═══ DATA PROVIDED ═══
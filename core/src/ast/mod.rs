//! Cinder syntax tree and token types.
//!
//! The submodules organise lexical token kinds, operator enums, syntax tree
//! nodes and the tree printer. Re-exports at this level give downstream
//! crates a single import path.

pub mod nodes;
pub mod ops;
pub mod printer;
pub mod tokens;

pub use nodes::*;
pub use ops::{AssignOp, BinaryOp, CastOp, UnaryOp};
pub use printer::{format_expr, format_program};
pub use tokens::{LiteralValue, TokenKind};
═══
═══ DATA PROVIDED ═══
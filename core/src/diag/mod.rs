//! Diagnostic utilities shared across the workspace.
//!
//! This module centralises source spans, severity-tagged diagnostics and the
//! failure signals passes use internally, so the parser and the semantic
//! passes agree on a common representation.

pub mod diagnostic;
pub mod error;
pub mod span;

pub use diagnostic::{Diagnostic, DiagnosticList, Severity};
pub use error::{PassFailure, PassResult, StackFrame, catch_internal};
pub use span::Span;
═══
═══ DATA PROVIDED ═══
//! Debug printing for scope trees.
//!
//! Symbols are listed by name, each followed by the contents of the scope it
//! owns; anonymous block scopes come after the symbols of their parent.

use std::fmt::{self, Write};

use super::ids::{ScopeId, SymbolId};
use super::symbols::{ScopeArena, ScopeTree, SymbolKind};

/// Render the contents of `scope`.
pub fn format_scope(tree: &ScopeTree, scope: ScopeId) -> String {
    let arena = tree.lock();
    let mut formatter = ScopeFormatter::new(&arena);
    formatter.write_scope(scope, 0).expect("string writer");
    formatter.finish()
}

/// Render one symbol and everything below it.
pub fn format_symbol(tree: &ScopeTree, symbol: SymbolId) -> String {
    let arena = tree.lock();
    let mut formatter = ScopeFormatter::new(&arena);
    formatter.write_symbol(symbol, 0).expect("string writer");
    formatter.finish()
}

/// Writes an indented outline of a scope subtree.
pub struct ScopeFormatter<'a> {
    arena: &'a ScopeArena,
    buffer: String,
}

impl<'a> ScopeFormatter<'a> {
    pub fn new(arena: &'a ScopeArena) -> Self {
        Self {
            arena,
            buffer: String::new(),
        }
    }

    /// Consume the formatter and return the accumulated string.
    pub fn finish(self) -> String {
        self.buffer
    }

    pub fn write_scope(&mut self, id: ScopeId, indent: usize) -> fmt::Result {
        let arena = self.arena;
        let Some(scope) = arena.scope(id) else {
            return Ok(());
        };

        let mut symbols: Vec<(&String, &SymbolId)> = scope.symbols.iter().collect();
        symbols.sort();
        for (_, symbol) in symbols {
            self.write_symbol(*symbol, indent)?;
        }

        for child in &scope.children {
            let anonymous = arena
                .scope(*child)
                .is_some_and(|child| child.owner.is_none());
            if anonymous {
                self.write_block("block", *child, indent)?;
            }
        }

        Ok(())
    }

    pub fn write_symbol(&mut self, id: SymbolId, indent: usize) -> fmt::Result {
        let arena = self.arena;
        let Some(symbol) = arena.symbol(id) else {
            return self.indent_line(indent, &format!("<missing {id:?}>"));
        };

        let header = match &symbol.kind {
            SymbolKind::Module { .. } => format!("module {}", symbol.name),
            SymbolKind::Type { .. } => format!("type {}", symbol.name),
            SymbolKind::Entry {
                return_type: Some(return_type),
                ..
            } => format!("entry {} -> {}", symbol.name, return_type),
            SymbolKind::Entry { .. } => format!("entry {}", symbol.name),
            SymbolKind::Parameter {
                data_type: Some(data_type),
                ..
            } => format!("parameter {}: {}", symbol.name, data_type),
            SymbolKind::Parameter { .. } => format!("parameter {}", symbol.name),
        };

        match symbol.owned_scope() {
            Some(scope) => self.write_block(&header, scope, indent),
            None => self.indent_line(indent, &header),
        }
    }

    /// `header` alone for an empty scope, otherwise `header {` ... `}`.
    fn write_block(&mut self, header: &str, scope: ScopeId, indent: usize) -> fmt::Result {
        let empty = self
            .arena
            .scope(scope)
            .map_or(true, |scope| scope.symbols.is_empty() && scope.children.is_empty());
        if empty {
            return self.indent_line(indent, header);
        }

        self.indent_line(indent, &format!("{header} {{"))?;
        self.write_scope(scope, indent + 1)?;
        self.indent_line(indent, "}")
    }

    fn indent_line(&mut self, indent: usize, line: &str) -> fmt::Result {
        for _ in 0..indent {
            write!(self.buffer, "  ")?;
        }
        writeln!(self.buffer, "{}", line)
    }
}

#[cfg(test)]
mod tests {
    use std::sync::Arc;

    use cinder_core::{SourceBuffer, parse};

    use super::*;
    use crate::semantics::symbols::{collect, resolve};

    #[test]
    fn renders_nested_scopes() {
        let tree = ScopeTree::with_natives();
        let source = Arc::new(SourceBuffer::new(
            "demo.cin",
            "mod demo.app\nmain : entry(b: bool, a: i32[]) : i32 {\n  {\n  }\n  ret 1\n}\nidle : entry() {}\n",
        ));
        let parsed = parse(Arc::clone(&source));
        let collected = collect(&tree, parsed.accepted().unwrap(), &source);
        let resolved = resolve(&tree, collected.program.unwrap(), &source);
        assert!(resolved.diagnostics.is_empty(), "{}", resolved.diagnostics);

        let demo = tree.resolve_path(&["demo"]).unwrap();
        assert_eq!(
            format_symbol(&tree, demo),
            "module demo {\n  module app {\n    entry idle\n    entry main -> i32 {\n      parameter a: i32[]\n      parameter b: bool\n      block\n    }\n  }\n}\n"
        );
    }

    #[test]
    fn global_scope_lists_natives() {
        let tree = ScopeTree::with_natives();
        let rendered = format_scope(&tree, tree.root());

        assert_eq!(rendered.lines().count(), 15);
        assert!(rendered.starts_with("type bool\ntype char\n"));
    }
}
═══
**AIM OF THE EXERCISE**
Using the data above, print exactly the lines from the line that contains "return Ok(());" through the line that contains "pub fn write_symbol(&mut", with both included.

**RESPONSE FOR THIS EXERCISE**
            return Ok(());
        };

        let mut symbols: Vec<(&String, &SymbolId)> = scope.symbols.iter().collect();
        symbols.sort();
        for (_, symbol) in symbols {
            self.write_symbol(*symbol, indent)?;
        }

        for child in &scope.children {
            let anonymous = arena
                .scope(*child)
                .is_some_and(|child| child.owner.is_none());
            if anonymous {
                self.write_block("block", *child, indent)?;
            }
        }

        Ok(())
    }

    pub fn write_symbol(&mut self, id: SymbolId, indent: usize) -> fmt::Result {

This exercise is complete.